Illusions died or lingered on in different ways for different people. A couple of years earlier, in a letter to Jacques-Laurent Bost, Simone de Beauvoir had pronounced it ‘less and less likely’ that Hitler could want a war. Now she took the news that the summer examinations of 1940 had been cancelled to be ‘definitive and without hope’. St Exupéry’s friend Léon Werth was heartened by ‘a jet of water from a hosepipe’ at the margins of the Champs Elysées, where he was strolling on the eve of defeat. ‘If the situation was serious,’ he reasoned, ‘they wouldn’t bother to water the grass.’
Yet a series of shocks made it harder for Parisians to hide from their anxieties. One was the influx of refugees from Holland and Belgium in the second week of May. They were mustered at various points in the city and then resettled wherever circumstance, official edict and the efficiency of the French railways contrived to take them – the government of the day included a director of refugee services and, after four years of not-so-national socialism, the trains continued to run on time. There were perhaps two million incomers, and of those it’s uncertain how many went to or through Paris. Large numbers who did were sent off to relative safety from the railway stations before the permanent way was overwhelmed the following month. For others ‘dispersal’ was more informal. They were welcomed at the outset, but as the German front advanced, the suspicion that all the Dutch and Belgians in the country were spies quickly gained ground. In the meantime they were joined by many thousands of displaced French heading down into central and southern France.

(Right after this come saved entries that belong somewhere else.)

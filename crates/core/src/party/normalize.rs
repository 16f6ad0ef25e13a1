//! Identifier normalization.
//!
//! All identifiers are normalized before any uniqueness comparison and
//! before storage. Normalization is idempotent: re-normalizing an already
//! normalized value is a no-op.

/// Normalizes a VAT number by stripping every non-ASCII-digit character.
///
/// Country prefixes, spaces, and punctuation are dropped:
/// `"IT 01234567890"` becomes `"01234567890"`.
#[must_use]
pub fn normalize_vat_number(raw: &str) -> String {
    raw.chars().filter(char::is_ascii_digit).collect()
}

/// Normalizes a fiscal code: uppercased, non-alphanumerics stripped.
#[must_use]
pub fn normalize_fiscal_code(raw: &str) -> String {
    raw.chars()
        .filter(char::is_ascii_alphanumeric)
        .map(|c| c.to_ascii_uppercase())
        .collect()
}

#[cfg(test)]
mod tests {
    use super::*;
    use rstest::rstest;

    #[rstest]
    #[case("IT 01234567890", "01234567890")]
    #[case("IT01234567890", "01234567890")]
    #[case("01234567890", "01234567890")]
    #[case("  012-345.678 90 ", "01234567890")]
    #[case("", "")]
    fn test_normalize_vat_number(#[case] raw: &str, #[case] expected: &str) {
        assert_eq!(normalize_vat_number(raw), expected);
    }

    #[rstest]
    #[case("rssmra80a01h501u", "RSSMRA80A01H501U")]
    #[case("RSS MRA 80A01 H501U", "RSSMRA80A01H501U")]
    #[case("RSSMRA80A01H501U", "RSSMRA80A01H501U")]
    fn test_normalize_fiscal_code(#[case] raw: &str, #[case] expected: &str) {
        assert_eq!(normalize_fiscal_code(raw), expected);
    }

    #[test]
    fn test_normalization_is_idempotent() {
        let vat = normalize_vat_number("IT 01234567890");
        assert_eq!(normalize_vat_number(&vat), vat);

        let code = normalize_fiscal_code("rss mra 80a01 h501u");
        assert_eq!(normalize_fiscal_code(&code), code);
    }
}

This rush of fugitives – French, Dutch, Belgian – through a country under attack seemed at first to flatten out the contours of national origin and class, but not on closer inspection. The writer Roland Dorgelès described how in Cahors, a town ‘choked with the volume of people within its walls’, ‘the more privileged were sleeping in their cars’ while most huddled in doorways or curled up on pavements. Pierre Mendès-France, who’d been elected mayor of Louviers five years earlier, remembered the growing numbers of French passing through the Rouen area in imperturbable order of rank.

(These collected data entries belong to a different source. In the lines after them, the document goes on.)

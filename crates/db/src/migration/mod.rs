//! Database migrations.
//!
//! Migrations are managed using sea-orm-migration.

pub use sea_orm_migration::prelude::*;

mod m20260601_000001_initial;
mod m20260601_000002_force_rls;

/// Migrator for running database migrations.
pub struct Migrator;

#[async_trait::async_trait]
impl MigratorTrait for Migrator {
    fn migrations() -> Vec<Box<dyn MigrationTrait>> {
        vec![
            Box::new(m20260601_000001_initial::Migration),
            Box::new(m20260601_000002_force_rls::Migration),
        ]
    }
}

In the first days we saw the sumptuous and fast American cars go by, driven by uniformed chauffeurs. Their passengers were elegant women clutching their jewellery boxes, their husbands studying maps of the region … Then came the less fancy older cars … whose drivers were members of the middle classes and they were generally accompanied by their families and often needed our help. One or two days later the most incredible bangers passed through … then came the cyclists, mostly young people … Last came the heavy carts belonging to the peasants of the Nord department. They advanced at walking pace loaded up with the sick, children, the elderly, agricultural machinery and furniture … Several of these carts followed one another … they were generally villages undertaking a collective move, with the mayor, the priest, the elderly schoolmaster and the local policeman. It was a colossal uprooting, the avalanche of one entire region onto another.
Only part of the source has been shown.